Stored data
▽

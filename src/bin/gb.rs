// Desktop host wrapper: a minifb window for video, a rodio sink for audio,
// a clap CLI, and a serde/toml config file under the user's config
// directory. Implements `HostCallbacks` against the real filesystem and
// wall clock; everything cycle-accurate lives in the library crate.

use std::collections::VecDeque;
use std::fs;
use std::path::PathBuf;
use std::sync::{Arc, Mutex};
use std::time::Duration;

use chrono::{DateTime, Utc};
use clap::Parser;
use log::warn;
use minifb::{Key, KeyRepeat, Window, WindowOptions};
use rodio::{OutputStream, Sink, Source};
use serde::{Deserialize, Serialize};

use gb_core::display::{LCD_HEIGHT, LCD_WIDTH};
use gb_core::host::{HostCallbacks, RawInputState};
use gb_core::{GameBoy, FRAME_BYTE_LEN};

#[derive(Parser)]
#[command(name = "gb", about = "Game Boy (DMG) emulator")]
struct Args {
    /// Path to a .gb ROM image.
    rom: PathBuf,

    /// Attach the interactive step debugger instead of running freely.
    #[arg(long)]
    debug: bool,

    /// Emulation speed multiplier (2.0 = double speed, 0.5 = half speed).
    #[arg(long, default_value_t = 1.0)]
    speed: f64,

    /// Disable audio output.
    #[arg(long)]
    mute: bool,

    /// Directory to read/write .sav and .rtc files from, instead of next
    /// to the ROM.
    #[arg(long)]
    save_dir: Option<PathBuf>,

    /// Run without a window or audio device, e.g. for scripted playback.
    #[arg(long)]
    headless: bool,
}

#[derive(Serialize, Deserialize, Default)]
struct AppConfig {
    #[serde(default)]
    mute: bool,
    #[serde(default)]
    last_rom: Option<PathBuf>,
}

fn config_path() -> Option<PathBuf> {
    dirs::config_dir().map(|dir| dir.join("gb-core").join("config.toml"))
}

fn load_config() -> AppConfig {
    let Some(path) = config_path() else { return AppConfig::default() };
    match fs::read_to_string(&path) {
        Ok(text) => toml::from_str(&text).unwrap_or_default(),
        Err(_) => AppConfig::default(),
    }
}

fn save_config(config: &AppConfig) {
    let Some(path) = config_path() else { return };
    if let Some(parent) = path.parent() {
        if fs::create_dir_all(parent).is_err() {
            return;
        }
    }
    if let Ok(text) = toml::to_string_pretty(config) {
        let _ = fs::write(path, text);
    }
}

struct DesktopHost {
    periodic: Mutex<Option<(timer::Timer, timer::Guard)>>,
    save_dir: Option<PathBuf>,
}

impl DesktopHost {
    fn new(save_dir: Option<PathBuf>) -> Self {
        DesktopHost { periodic: Mutex::new(None), save_dir }
    }

    /// Redirects `.sav`/`.rtc` paths (the only files `SaveManager` ever
    /// asks for) into `save_dir` when one was configured; everything else
    /// (the ROM itself) is read from wherever it was given.
    fn resolve(&self, path: &str) -> PathBuf {
        match &self.save_dir {
            Some(dir) if path.ends_with(".sav") || path.ends_with(".rtc") => {
                let name = PathBuf::from(path);
                dir.join(name.file_name().unwrap_or_default())
            }
            _ => PathBuf::from(path),
        }
    }
}

impl HostCallbacks for DesktopHost {
    fn local_now(&self) -> DateTime<Utc> {
        Utc::now()
    }

    fn load_file(&self, path: &str) -> std::io::Result<Vec<u8>> {
        fs::read(self.resolve(path))
    }

    fn write_file(&self, path: &str, data: &[u8]) -> std::io::Result<()> {
        let resolved = self.resolve(path);
        if let Some(parent) = resolved.parent() {
            fs::create_dir_all(parent)?;
        }
        fs::write(resolved, data)
    }

    fn register_periodic_notification(&self, cb: Arc<dyn Fn() + Send + Sync>) {
        let timer = timer::Timer::new();
        let guard = timer.schedule_repeating(chrono::Duration::milliseconds(1), move || cb());
        *self.periodic.lock().unwrap() = Some((timer, guard));
    }

    fn unregister_periodic_notification(&self) {
        *self.periodic.lock().unwrap() = None;
    }

    fn stdout(&self, message: &str) {
        println!("{message}");
    }
}

/// Adapts `GameBoy::get_audio_data` pull semantics to rodio's push-style
/// `Iterator`/`Source` interface, buffering a small batch of stereo frames
/// at a time rather than crossing the API boundary one sample at a time.
struct EmulatorAudioSource {
    gb: Arc<GameBoy<DesktopHost>>,
    pending: VecDeque<i16>,
}

impl Iterator for EmulatorAudioSource {
    type Item = i16;

    fn next(&mut self) -> Option<i16> {
        if self.pending.is_empty() {
            const BATCH_STEREO_FRAMES: usize = 256;
            let mut buf = vec![0i16; BATCH_STEREO_FRAMES * 2];
            self.gb.get_audio_data(&mut buf, BATCH_STEREO_FRAMES);
            self.pending.extend(buf);
        }
        self.pending.pop_front()
    }
}

impl Source for EmulatorAudioSource {
    fn current_frame_len(&self) -> Option<usize> {
        None
    }
    fn channels(&self) -> u16 {
        2
    }
    fn sample_rate(&self) -> u32 {
        44_100
    }
    fn total_duration(&self) -> Option<Duration> {
        None
    }
}

fn poll_input(window: &Window) -> RawInputState {
    let held = |key| if window.is_key_down(key) { 0xFF } else { 0x00 };
    RawInputState {
        up: held(Key::Up),
        down: held(Key::Down),
        left: held(Key::Left),
        right: held(Key::Right),
        a: held(Key::Z),
        b: held(Key::X),
        start: held(Key::Enter),
        select: held(Key::RightShift),
    }
}

fn main() {
    env_logger::init();
    let args = Args::parse();
    let mut config = load_config();
    config.last_rom = Some(args.rom.clone());
    save_config(&config);

    let rom_path = args.rom.to_string_lossy().to_string();

    if args.debug {
        let host = DesktopHost::new(args.save_dir);
        if let Err(err) = gb_core::debugger::run_debug_session(&rom_path, &host) {
            eprintln!("debug session ended with an error: {err}");
            std::process::exit(1);
        }
        return;
    }

    let host = Arc::new(DesktopHost::new(args.save_dir.clone()));
    let gb = Arc::new(GameBoy::create(host));
    gb.configure(!args.headless, !(args.headless || args.mute || config.mute));

    if let Err(err) = gb.load(&rom_path) {
        eprintln!("failed to load {rom_path}: {err}");
        std::process::exit(1);
    }
    gb.set_speed_multiplier(args.speed);

    if args.headless {
        loop {
            std::thread::sleep(Duration::from_millis(100));
            if let Some(message) = gb.get_exception_message() {
                eprintln!("emulation stopped: {message}");
                break;
            }
        }
        return;
    }

    let mut window = Window::new(
        "gb-core",
        LCD_WIDTH,
        LCD_HEIGHT,
        WindowOptions { resize: true, ..WindowOptions::default() },
    )
    .expect("failed to open emulator window");
    window.limit_update_rate(Some(Duration::from_micros(16_600)));

    let audio_sink = if !args.mute && !config.mute {
        match OutputStream::try_default() {
            Ok((stream, handle)) => {
                let sink = Sink::try_new(&handle).expect("failed to build audio sink");
                sink.append(EmulatorAudioSource { gb: gb.clone(), pending: VecDeque::new() });
                Some((stream, sink))
            }
            Err(err) => {
                warn!("no audio output device available: {err}");
                None
            }
        }
    } else {
        None
    };

    let mut rgba = vec![0u8; FRAME_BYTE_LEN];
    let mut pixels = vec![0u32; LCD_WIDTH * LCD_HEIGHT];

    while window.is_open() && !window.is_key_down(Key::Escape) {
        gb.get_current_frame(&mut rgba);
        for i in 0..LCD_WIDTH * LCD_HEIGHT {
            let r = rgba[i * 4] as u32;
            let g = rgba[i * 4 + 1] as u32;
            let b = rgba[i * 4 + 2] as u32;
            pixels[i] = (r << 16) | (g << 8) | b;
        }
        window.update_with_buffer(&pixels, LCD_WIDTH, LCD_HEIGHT).expect("failed to present frame");

        gb.set_input_state(poll_input(&window));

        if window.is_key_pressed(Key::P, KeyRepeat::No) {
            gb.toggle_pause();
        }

        if let Some(message) = gb.get_exception_message() {
            eprintln!("emulation stopped: {message}");
            break;
        }
    }

    drop(audio_sink);
}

△

**Required work:**
Where does the string "return" occur in the data above? Copy every line that holds it.

**Result of the exercise:**
    let Some(path) = config_path() else { return AppConfig::default() };
    let Some(path) = config_path() else { return };
            return;
        return;
        return;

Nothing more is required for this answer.